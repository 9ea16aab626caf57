//! `<use_tool>` block scanning
//!
//! Scans the cumulative emitted text for complete tool blocks and reports
//! where forwarding must pause: at an unclosed opening tag, or at a trailing
//! partial opening marker that may become one once more text arrives.

/// Opening marker
pub const OPEN_TAG: &str = "<use_tool>";

/// Closing marker
pub const CLOSE_TAG: &str = "</use_tool>";

/// Incremental scanner over a growing buffer
#[derive(Debug, Clone, Default, PartialEq, Eq)]
pub struct ToolBlockScanner {
    scan_pos: usize,
    block_count: usize,
    last_block_end: Option<usize>,
    held_from: Option<usize>,
}

impl ToolBlockScanner {
    /// Create an empty scanner
    pub fn new() -> Self {
        Self::default()
    }

    /// Scan `text` (the full emitted buffer) for newly completed blocks
    ///
    /// Scanning stops after the first new block when `halt_after_block` is
    /// set, and once `max_blocks` blocks have completed. Returns the number of
    /// blocks completed by this call.
    pub fn scan(&mut self, text: &str, halt_after_block: bool, max_blocks: Option<usize>) -> usize {
        let mut completed = 0;
        self.held_from = None;

        loop {
            if max_blocks.is_some_and(|max| self.block_count >= max)
                || (halt_after_block && completed > 0)
            {
                break;
            }

            let rest = &text[self.scan_pos..];
            let Some(open) = rest.find(OPEN_TAG) else {
                let partial = partial_suffix(rest, OPEN_TAG);
                if partial > 0 {
                    self.held_from = Some(text.len() - partial);
                }
                break;
            };

            let open_at = self.scan_pos + open;
            let body_from = open_at + OPEN_TAG.len();
            let Some(close) = text[body_from..].find(CLOSE_TAG) else {
                self.held_from = Some(open_at);
                break;
            };

            let end = body_from + close + CLOSE_TAG.len();
            self.block_count += 1;
            self.last_block_end = Some(end);
            self.scan_pos = end;
            completed += 1;
        }

        completed
    }

    /// Number of complete blocks seen so far
    pub fn block_count(&self) -> usize {
        self.block_count
    }

    /// Byte offset just past the last complete block
    pub fn last_block_end(&self) -> Option<usize> {
        self.last_block_end
    }

    /// Offset where an unclosed block or partial marker begins
    pub fn held_from(&self) -> Option<usize> {
        self.held_from
    }

    /// How far text of length `len` may be forwarded
    ///
    /// With `withhold_tail` set and at least one complete block, nothing past
    /// the last block end is released.
    pub fn safe_end(&self, len: usize, withhold_tail: bool) -> usize {
        let mut end = self.held_from.map_or(len, |held| held.min(len));
        if withhold_tail && let Some(block_end) = self.last_block_end {
            end = end.min(block_end);
        }
        end
    }
}

/// Length of the longest proper prefix of `marker` that `text` ends with
fn partial_suffix(text: &str, marker: &str) -> usize {
    (1..marker.len())
        .rev()
        .find(|&n| text.ends_with(&marker[..n]))
        .unwrap_or(0)
}

#[cfg(test)]
mod tests {
    use super::*;

    #[test]
    fn test_complete_block() {
        let text = "a<use_tool>x</use_tool>b";
        let mut scanner = ToolBlockScanner::new();
        assert_eq!(scanner.scan(text, false, None), 1);
        assert_eq!(scanner.last_block_end(), Some(text.len() - 1));
        assert_eq!(scanner.safe_end(text.len(), false), text.len());
        assert_eq!(scanner.safe_end(text.len(), true), text.len() - 1);
    }

    #[test]
    fn test_unclosed_block_is_held() {
        let text = "hi <use_tool>{\"a\":";
        let mut scanner = ToolBlockScanner::new();
        assert_eq!(scanner.scan(text, false, None), 0);
        assert_eq!(scanner.safe_end(text.len(), false), 3);
    }

    #[test]
    fn test_partial_open_marker_is_held() {
        let text = "hello <use_t";
        let mut scanner = ToolBlockScanner::new();
        scanner.scan(text, false, None);
        assert_eq!(scanner.safe_end(text.len(), false), 6);

        // Not a marker after all
        let text = "hello <use_tx";
        scanner.scan(text, false, None);
        assert_eq!(scanner.safe_end(text.len(), false), text.len());
    }

    #[test]
    fn test_lone_angle_bracket_is_held() {
        let text = "a <";
        let mut scanner = ToolBlockScanner::new();
        scanner.scan(text, false, None);
        assert_eq!(scanner.safe_end(text.len(), false), 2);
    }

    #[test]
    fn test_halt_after_first_block() {
        let text = "<use_tool>1</use_tool><use_tool>2</use_tool>";
        let mut scanner = ToolBlockScanner::new();
        assert_eq!(scanner.scan(text, true, None), 1);
        assert_eq!(scanner.block_count(), 1);
        assert_eq!(scanner.last_block_end(), Some(22));
    }

    #[test]
    fn test_max_blocks_caps_scanning() {
        let text = "<use_tool>1</use_tool><use_tool>2</use_tool><use_tool>3</use_tool>";
        let mut scanner = ToolBlockScanner::new();
        assert_eq!(scanner.scan(text, false, Some(2)), 2);
        assert_eq!(scanner.scan(text, false, Some(2)), 0);
        assert_eq!(scanner.block_count(), 2);
    }

    #[test]
    fn test_incremental_scan() {
        let mut scanner = ToolBlockScanner::new();
        let mut text = String::from("<use_tool>{\"q\"");
        assert_eq!(scanner.scan(&text, false, None), 0);
        text.push_str(":1}</use_");
        assert_eq!(scanner.scan(&text, false, None), 0);
        assert_eq!(scanner.safe_end(text.len(), false), 0);
        text.push_str("tool> done");
        assert_eq!(scanner.scan(&text, false, None), 1);
        assert_eq!(scanner.safe_end(text.len(), false), text.len());
    }
}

Task instructions
The output should be exactly the lines above from the line containing "more text arrives." to the line containing "pub fn new()", inclusive, with no other lines.

Exercise answer
//! partial opening marker that may become one once more text arrives.

/// Opening marker
pub const OPEN_TAG: &str = "<use_tool>";

/// Closing marker
pub const CLOSE_TAG: &str = "</use_tool>";

/// Incremental scanner over a growing buffer
#[derive(Debug, Clone, Default, PartialEq, Eq)]
pub struct ToolBlockScanner {
    scan_pos: usize,
    block_count: usize,
    last_block_end: Option<usize>,
    held_from: Option<usize>,
}

impl ToolBlockScanner {
    /// Create an empty scanner
    pub fn new() -> Self {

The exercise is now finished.